_TASK TO COMPLETE:_
What lines below hold the string "wiremock"? Copy them all.

===== THE RECORDS

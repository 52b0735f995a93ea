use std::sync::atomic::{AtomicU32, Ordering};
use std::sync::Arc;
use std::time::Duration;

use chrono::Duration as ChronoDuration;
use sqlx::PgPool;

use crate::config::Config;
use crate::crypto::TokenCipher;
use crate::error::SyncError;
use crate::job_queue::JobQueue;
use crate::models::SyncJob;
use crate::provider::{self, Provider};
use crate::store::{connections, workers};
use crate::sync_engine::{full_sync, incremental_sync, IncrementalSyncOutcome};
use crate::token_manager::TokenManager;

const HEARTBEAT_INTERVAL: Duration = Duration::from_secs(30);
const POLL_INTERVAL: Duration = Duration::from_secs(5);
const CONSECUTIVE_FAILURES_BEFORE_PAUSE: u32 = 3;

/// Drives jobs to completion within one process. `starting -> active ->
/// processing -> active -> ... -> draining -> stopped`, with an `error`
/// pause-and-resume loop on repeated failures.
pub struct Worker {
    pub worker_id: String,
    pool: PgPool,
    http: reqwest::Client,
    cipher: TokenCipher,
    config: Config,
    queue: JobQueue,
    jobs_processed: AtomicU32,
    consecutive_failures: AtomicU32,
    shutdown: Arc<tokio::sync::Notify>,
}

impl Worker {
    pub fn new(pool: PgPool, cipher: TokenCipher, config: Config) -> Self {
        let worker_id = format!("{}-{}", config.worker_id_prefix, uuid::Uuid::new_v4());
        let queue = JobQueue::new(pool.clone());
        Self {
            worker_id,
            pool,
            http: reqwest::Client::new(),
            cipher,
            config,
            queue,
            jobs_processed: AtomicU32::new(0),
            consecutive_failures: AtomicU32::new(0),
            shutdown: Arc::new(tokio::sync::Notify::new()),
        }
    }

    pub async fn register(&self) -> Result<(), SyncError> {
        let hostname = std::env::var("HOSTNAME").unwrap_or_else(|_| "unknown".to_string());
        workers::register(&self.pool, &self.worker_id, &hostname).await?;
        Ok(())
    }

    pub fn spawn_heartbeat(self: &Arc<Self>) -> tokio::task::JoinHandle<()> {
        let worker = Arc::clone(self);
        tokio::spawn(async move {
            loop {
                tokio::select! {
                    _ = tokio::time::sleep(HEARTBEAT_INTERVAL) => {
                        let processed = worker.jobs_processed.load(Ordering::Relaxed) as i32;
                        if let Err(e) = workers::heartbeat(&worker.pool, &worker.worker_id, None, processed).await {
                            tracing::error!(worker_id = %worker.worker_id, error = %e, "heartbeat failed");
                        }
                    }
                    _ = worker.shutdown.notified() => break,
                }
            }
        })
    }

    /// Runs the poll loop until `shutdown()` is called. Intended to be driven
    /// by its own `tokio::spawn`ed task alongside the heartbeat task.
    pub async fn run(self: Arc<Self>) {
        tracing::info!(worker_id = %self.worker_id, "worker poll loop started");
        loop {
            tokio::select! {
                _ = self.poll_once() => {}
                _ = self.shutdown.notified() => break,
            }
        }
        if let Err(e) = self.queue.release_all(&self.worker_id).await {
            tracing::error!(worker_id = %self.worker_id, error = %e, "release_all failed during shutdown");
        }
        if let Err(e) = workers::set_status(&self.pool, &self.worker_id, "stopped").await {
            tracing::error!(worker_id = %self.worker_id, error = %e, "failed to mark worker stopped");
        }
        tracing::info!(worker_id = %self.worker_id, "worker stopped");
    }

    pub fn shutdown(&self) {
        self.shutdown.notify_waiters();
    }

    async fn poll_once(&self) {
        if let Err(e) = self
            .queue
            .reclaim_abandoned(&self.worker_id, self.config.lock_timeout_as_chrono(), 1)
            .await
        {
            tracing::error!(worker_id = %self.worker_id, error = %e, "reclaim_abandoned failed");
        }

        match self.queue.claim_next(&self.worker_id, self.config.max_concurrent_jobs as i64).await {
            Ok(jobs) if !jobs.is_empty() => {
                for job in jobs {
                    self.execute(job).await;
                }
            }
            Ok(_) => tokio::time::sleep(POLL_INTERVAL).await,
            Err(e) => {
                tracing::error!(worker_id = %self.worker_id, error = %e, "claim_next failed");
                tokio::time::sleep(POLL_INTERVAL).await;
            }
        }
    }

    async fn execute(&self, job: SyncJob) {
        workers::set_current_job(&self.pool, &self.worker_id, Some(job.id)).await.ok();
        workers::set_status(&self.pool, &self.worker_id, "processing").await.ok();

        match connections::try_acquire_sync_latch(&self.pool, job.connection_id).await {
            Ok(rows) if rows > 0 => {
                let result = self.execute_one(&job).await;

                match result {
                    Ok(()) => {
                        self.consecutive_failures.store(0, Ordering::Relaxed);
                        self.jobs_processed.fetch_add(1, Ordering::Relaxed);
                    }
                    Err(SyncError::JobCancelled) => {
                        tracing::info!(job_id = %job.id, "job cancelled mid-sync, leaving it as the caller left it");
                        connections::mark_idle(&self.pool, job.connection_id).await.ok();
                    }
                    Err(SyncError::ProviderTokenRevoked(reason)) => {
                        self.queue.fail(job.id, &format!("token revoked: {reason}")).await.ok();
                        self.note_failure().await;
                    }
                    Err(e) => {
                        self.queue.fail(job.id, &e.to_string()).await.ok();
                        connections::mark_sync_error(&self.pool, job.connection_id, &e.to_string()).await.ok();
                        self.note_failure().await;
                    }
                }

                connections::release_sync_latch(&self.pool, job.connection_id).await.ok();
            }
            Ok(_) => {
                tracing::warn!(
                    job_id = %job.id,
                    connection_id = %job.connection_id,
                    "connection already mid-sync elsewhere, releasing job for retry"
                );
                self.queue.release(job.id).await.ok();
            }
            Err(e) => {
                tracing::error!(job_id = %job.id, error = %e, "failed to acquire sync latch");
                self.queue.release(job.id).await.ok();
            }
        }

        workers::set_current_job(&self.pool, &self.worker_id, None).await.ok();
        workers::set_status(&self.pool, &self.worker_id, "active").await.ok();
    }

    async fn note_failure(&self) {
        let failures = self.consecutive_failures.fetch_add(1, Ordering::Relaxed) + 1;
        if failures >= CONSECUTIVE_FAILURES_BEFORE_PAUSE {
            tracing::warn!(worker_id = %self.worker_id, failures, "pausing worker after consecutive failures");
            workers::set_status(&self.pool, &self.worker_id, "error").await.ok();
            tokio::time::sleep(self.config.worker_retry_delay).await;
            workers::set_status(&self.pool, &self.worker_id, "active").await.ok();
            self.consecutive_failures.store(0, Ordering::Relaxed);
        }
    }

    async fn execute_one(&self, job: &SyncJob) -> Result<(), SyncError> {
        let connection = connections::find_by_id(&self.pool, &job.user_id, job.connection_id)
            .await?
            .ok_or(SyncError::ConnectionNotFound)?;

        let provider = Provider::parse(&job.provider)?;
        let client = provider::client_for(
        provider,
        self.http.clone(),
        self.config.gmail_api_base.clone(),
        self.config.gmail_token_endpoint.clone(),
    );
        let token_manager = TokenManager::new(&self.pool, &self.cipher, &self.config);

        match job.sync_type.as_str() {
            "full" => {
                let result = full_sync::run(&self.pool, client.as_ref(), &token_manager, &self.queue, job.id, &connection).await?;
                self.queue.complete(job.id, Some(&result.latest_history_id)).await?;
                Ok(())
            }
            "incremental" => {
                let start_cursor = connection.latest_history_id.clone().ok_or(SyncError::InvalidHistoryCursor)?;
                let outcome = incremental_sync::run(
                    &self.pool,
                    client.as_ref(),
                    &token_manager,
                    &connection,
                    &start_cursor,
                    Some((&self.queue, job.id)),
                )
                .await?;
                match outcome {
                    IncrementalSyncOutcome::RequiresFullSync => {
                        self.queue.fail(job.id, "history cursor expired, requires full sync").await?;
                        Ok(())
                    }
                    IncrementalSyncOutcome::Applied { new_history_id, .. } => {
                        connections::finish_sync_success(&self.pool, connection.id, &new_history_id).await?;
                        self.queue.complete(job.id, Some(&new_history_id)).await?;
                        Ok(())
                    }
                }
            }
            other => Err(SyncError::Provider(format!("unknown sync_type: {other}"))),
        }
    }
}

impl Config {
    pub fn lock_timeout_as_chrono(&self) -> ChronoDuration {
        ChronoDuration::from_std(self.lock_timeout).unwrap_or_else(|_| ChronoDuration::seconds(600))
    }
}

==========
===== THE RECORDS

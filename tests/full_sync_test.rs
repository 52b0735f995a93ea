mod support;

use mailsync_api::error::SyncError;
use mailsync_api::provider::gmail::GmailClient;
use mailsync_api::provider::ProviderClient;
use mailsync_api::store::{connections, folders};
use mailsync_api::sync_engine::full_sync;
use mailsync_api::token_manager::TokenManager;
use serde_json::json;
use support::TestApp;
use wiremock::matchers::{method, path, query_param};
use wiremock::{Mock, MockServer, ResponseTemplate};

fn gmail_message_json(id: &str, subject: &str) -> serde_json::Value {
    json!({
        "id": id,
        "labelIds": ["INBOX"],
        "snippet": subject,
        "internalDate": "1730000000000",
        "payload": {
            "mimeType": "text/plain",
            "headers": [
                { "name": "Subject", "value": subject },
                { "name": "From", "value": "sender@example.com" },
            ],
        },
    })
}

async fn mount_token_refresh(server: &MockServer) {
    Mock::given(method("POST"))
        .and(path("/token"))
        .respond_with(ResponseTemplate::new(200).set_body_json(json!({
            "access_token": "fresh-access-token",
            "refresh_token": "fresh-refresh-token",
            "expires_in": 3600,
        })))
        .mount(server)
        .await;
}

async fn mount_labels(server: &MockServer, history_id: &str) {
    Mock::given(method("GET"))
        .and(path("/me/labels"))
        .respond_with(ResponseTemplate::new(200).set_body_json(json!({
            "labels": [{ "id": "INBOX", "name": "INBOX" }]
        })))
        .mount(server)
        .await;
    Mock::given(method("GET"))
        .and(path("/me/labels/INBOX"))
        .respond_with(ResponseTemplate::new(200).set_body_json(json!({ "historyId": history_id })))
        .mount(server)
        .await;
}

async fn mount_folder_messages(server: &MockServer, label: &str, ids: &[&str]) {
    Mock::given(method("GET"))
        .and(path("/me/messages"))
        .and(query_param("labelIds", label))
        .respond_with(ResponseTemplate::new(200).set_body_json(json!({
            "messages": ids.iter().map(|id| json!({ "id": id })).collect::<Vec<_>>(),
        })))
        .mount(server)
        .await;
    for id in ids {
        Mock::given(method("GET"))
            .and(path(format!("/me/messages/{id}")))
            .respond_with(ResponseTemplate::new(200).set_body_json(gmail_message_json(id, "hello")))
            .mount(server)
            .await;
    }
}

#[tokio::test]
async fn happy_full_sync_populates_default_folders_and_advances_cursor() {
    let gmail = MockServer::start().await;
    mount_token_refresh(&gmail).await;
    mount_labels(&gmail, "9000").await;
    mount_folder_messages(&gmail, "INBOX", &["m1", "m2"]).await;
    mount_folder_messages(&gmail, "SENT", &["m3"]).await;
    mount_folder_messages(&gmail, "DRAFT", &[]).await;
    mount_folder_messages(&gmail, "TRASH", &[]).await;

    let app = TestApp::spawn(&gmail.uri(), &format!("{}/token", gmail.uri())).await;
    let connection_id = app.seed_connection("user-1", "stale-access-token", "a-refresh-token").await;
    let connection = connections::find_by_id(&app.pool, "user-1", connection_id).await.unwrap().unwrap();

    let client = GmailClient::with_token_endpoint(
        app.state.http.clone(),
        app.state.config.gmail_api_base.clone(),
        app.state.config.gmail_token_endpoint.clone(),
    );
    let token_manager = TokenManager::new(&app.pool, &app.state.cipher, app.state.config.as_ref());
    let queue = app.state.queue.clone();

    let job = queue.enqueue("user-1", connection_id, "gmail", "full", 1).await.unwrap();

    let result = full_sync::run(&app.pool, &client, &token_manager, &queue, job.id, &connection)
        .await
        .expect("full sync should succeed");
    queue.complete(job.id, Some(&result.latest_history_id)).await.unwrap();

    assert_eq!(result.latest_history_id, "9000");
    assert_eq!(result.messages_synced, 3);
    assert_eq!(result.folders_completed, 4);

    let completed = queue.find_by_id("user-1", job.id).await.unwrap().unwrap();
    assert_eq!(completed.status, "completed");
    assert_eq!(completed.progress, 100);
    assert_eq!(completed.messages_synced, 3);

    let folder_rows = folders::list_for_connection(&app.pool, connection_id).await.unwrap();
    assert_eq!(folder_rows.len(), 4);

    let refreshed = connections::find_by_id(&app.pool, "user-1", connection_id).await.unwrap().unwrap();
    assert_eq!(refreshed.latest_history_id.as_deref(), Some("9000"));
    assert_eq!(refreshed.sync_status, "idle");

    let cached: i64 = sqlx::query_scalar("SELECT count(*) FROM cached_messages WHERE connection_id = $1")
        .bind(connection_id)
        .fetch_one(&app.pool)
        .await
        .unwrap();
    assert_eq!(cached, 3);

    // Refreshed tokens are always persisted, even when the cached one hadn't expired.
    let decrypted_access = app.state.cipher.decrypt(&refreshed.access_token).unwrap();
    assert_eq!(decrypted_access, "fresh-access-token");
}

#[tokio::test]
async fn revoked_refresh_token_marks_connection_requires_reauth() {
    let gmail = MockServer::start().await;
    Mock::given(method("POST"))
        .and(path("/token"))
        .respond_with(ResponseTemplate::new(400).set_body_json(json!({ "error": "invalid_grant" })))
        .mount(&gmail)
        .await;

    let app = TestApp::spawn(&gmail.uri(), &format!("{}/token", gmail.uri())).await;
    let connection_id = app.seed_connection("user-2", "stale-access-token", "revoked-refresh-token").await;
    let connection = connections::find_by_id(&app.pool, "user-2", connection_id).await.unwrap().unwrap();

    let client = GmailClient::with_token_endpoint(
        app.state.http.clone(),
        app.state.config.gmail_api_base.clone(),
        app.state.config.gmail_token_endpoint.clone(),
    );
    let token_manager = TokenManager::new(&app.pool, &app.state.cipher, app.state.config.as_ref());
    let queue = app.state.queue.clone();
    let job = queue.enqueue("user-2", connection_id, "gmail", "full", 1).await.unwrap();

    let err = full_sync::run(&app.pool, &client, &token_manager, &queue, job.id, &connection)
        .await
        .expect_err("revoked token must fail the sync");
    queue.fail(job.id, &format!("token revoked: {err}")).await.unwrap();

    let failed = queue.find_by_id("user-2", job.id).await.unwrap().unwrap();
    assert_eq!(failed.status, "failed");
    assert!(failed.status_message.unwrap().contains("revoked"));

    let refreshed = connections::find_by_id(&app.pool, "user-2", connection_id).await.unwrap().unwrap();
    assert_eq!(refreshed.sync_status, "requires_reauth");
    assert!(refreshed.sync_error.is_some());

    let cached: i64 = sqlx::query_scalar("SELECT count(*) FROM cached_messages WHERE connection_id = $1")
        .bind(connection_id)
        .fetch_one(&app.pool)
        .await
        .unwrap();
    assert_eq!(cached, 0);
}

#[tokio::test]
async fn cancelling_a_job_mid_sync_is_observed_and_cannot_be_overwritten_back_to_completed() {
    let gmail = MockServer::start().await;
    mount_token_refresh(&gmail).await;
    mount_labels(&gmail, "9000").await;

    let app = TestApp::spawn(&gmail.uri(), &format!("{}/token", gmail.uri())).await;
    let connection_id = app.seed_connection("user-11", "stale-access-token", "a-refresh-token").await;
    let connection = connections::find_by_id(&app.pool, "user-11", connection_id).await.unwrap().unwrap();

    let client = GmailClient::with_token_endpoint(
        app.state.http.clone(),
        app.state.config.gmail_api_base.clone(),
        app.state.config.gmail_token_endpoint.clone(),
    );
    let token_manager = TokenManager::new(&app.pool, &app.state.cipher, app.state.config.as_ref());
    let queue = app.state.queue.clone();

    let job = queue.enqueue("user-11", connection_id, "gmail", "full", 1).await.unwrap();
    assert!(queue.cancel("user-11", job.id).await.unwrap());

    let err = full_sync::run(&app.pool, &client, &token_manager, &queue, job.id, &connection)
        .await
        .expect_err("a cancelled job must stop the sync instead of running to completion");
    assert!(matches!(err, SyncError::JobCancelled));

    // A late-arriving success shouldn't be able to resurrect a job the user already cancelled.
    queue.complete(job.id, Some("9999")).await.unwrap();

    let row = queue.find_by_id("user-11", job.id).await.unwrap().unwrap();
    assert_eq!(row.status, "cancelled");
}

==========

_SOLUTION TO THE EXERCISE:_
use wiremock::matchers::{method, path, query_param};
use wiremock::{Mock, MockServer, ResponseTemplate};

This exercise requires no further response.